| ASSIGNED TASK |
Some of the lines below need repeating. Reproduce exactly those between the lines holding "fn init(level: LevelFilter)" and "fn enabled(&self, metadata: &Metadata)", inclusive.

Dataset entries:
#####
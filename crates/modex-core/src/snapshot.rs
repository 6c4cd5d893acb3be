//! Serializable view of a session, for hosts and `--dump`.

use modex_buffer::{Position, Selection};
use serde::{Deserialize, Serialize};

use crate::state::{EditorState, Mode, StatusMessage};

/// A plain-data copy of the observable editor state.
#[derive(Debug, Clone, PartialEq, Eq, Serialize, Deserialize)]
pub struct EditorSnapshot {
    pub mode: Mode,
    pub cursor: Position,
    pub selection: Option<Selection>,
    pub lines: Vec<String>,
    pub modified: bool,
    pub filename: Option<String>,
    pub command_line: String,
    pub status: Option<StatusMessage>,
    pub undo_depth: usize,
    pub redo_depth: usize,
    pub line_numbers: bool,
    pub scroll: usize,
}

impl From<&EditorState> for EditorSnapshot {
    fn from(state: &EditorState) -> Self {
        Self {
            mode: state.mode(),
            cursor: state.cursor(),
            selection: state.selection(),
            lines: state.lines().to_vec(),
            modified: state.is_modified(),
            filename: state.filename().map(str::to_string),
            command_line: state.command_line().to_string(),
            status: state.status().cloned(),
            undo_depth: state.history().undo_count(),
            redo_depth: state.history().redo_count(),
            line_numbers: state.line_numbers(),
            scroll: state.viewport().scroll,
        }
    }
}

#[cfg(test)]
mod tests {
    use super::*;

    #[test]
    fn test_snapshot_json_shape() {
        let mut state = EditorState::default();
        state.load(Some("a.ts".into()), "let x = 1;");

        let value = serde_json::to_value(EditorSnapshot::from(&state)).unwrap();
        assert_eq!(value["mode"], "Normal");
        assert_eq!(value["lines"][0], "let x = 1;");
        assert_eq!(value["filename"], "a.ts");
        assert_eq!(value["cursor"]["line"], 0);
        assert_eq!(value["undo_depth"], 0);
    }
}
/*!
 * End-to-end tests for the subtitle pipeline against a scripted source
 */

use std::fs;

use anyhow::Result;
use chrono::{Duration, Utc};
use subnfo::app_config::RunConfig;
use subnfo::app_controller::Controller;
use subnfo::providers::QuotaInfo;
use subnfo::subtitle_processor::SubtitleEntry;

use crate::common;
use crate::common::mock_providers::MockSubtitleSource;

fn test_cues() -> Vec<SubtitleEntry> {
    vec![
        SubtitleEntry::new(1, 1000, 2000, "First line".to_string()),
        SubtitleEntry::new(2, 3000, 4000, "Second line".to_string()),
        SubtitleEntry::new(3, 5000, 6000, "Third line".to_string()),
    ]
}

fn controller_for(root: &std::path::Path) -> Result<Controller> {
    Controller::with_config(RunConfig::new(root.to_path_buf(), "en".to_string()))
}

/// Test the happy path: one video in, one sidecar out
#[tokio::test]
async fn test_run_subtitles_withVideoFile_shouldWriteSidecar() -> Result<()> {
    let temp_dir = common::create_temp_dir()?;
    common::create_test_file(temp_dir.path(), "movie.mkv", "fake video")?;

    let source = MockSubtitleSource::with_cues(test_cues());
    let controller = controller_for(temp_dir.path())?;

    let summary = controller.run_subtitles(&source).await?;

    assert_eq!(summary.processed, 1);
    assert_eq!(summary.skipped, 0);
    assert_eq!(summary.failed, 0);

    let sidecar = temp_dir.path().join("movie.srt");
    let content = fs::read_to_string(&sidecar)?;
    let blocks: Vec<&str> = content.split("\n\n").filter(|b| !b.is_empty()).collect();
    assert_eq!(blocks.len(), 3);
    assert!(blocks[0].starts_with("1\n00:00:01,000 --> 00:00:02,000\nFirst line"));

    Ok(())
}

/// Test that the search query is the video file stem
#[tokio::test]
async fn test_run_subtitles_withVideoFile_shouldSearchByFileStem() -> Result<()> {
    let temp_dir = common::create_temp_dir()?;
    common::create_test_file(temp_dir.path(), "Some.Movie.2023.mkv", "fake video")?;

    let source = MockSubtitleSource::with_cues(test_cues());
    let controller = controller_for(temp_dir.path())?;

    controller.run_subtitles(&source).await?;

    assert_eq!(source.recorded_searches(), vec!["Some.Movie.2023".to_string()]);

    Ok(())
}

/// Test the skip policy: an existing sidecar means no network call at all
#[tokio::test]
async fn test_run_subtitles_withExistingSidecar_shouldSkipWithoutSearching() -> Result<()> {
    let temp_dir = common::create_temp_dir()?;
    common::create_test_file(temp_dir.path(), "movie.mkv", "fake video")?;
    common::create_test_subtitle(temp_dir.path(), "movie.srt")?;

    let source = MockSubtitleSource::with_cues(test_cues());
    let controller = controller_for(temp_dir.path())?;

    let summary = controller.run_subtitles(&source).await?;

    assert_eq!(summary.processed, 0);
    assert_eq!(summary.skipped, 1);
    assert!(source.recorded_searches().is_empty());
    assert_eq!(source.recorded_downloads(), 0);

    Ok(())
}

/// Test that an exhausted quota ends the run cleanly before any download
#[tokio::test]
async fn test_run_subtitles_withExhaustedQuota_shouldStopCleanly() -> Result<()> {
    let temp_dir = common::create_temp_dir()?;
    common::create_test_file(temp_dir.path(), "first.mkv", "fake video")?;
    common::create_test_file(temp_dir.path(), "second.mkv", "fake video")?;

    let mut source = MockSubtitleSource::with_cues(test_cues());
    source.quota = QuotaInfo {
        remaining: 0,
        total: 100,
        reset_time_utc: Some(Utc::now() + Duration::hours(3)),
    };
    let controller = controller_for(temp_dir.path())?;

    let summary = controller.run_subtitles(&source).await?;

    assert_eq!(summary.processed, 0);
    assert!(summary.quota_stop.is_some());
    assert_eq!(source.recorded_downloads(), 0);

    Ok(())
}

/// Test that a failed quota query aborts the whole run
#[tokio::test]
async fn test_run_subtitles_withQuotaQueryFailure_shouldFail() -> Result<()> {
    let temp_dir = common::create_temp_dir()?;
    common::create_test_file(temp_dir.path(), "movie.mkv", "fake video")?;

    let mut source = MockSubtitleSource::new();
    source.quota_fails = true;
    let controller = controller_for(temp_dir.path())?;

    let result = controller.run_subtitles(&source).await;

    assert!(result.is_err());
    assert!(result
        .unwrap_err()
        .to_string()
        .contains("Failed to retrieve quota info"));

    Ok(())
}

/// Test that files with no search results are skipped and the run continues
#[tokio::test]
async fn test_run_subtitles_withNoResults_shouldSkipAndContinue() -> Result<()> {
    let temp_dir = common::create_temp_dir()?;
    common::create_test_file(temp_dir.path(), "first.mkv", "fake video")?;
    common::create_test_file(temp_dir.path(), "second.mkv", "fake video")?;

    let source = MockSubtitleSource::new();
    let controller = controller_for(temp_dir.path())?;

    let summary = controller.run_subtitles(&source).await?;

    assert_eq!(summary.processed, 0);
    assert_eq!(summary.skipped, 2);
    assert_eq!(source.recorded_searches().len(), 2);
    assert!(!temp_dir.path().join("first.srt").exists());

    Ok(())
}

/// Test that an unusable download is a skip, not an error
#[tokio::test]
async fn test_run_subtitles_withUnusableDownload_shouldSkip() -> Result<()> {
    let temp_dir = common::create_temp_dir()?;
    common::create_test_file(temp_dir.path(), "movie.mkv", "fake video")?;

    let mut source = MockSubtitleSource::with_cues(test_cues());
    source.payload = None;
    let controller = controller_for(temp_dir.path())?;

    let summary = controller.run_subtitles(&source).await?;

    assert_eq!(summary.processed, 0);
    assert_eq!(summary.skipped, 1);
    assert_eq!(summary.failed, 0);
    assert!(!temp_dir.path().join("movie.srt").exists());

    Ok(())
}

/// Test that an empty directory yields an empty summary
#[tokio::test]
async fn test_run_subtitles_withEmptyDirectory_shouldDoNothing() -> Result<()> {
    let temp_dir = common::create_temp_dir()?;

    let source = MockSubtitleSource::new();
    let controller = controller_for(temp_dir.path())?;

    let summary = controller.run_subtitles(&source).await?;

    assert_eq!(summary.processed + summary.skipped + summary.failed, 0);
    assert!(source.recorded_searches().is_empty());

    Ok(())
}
#####
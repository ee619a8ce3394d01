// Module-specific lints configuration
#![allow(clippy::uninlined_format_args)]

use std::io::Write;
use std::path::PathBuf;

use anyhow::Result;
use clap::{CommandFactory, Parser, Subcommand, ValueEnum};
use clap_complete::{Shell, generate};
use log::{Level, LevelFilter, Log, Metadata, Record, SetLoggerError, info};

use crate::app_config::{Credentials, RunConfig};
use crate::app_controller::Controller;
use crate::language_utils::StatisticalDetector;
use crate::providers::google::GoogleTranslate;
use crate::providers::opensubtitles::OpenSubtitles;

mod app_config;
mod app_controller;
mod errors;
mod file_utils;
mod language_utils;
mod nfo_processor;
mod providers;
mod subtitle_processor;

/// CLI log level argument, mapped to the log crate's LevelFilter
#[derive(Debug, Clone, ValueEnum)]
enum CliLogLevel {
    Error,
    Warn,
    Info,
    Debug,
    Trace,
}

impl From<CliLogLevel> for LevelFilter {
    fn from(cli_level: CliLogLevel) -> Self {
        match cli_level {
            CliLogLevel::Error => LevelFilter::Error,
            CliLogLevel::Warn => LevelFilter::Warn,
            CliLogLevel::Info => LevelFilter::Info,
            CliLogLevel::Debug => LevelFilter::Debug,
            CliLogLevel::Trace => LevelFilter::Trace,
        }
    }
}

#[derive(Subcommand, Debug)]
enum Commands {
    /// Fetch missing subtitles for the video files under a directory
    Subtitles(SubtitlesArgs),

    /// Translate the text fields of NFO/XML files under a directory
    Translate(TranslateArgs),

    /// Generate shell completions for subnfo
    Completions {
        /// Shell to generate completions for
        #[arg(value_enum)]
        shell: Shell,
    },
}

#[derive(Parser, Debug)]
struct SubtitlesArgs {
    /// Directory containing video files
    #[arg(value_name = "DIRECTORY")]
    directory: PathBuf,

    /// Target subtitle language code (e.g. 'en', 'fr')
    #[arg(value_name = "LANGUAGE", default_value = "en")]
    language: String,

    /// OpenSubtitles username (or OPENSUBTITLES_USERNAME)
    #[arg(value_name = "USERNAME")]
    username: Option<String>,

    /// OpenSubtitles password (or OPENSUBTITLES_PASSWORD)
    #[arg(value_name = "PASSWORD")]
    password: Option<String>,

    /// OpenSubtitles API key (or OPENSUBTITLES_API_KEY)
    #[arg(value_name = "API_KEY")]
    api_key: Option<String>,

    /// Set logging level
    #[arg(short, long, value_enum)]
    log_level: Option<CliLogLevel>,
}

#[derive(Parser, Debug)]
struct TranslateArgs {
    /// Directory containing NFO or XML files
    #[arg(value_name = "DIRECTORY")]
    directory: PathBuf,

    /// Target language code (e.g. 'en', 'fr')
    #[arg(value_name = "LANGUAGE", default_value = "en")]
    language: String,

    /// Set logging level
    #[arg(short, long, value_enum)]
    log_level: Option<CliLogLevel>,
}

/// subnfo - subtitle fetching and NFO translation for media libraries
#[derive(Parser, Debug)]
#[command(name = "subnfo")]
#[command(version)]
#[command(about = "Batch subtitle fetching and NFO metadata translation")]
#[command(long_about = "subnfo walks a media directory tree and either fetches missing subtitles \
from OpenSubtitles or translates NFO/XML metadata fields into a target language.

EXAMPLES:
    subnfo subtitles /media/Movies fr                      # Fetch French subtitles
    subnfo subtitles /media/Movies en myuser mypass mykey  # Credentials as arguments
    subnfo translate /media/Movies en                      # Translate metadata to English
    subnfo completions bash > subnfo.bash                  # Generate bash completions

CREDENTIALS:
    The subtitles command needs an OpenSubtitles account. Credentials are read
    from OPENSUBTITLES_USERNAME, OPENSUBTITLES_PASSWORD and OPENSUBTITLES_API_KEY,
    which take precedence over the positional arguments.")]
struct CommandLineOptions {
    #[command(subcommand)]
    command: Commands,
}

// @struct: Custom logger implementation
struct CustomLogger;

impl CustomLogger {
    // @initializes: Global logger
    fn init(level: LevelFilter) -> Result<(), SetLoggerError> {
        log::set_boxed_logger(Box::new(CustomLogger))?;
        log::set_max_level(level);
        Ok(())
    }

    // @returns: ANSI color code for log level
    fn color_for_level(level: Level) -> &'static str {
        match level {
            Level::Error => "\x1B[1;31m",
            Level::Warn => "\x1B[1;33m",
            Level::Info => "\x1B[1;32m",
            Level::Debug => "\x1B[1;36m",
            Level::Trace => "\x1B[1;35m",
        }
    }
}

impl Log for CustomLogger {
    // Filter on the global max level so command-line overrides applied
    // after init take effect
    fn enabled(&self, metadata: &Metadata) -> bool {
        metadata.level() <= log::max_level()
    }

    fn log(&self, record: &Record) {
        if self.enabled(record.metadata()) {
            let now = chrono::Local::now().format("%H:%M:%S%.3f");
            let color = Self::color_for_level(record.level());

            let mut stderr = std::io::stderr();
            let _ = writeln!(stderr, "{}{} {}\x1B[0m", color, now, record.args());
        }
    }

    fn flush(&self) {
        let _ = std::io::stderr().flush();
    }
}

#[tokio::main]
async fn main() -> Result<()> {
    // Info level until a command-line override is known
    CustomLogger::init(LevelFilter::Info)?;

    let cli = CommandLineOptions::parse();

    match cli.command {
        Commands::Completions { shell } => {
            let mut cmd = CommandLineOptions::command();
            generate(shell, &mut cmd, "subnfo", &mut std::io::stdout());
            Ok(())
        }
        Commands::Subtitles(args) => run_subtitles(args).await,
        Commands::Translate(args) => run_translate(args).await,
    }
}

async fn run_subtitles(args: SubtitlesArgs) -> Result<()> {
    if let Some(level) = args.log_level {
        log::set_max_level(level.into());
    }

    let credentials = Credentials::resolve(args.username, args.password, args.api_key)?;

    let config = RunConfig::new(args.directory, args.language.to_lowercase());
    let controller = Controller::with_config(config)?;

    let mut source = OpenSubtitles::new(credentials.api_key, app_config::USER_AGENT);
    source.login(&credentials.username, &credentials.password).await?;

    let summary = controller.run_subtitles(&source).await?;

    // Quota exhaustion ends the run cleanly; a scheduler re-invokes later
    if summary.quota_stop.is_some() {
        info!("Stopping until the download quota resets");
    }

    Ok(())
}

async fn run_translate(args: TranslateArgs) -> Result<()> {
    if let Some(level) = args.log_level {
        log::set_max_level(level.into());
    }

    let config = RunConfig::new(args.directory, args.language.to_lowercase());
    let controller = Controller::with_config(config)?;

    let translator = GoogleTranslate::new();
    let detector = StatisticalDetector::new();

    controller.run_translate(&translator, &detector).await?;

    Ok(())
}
#####
| FINISHED TASK |
    fn init(level: LevelFilter) -> Result<(), SetLoggerError> {
        log::set_boxed_logger(Box::new(CustomLogger))?;
        log::set_max_level(level);
        Ok(())
    }

    // @returns: ANSI color code for log level
    fn color_for_level(level: Level) -> &'static str {
        match level {
            Level::Error => "\x1B[1;31m",
            Level::Warn => "\x1B[1;33m",
            Level::Info => "\x1B[1;32m",
            Level::Debug => "\x1B[1;36m",
            Level::Trace => "\x1B[1;35m",
        }
    }
}

impl Log for CustomLogger {
    // Filter on the global max level so command-line overrides applied
    // after init take effect
    fn enabled(&self, metadata: &Metadata) -> bool {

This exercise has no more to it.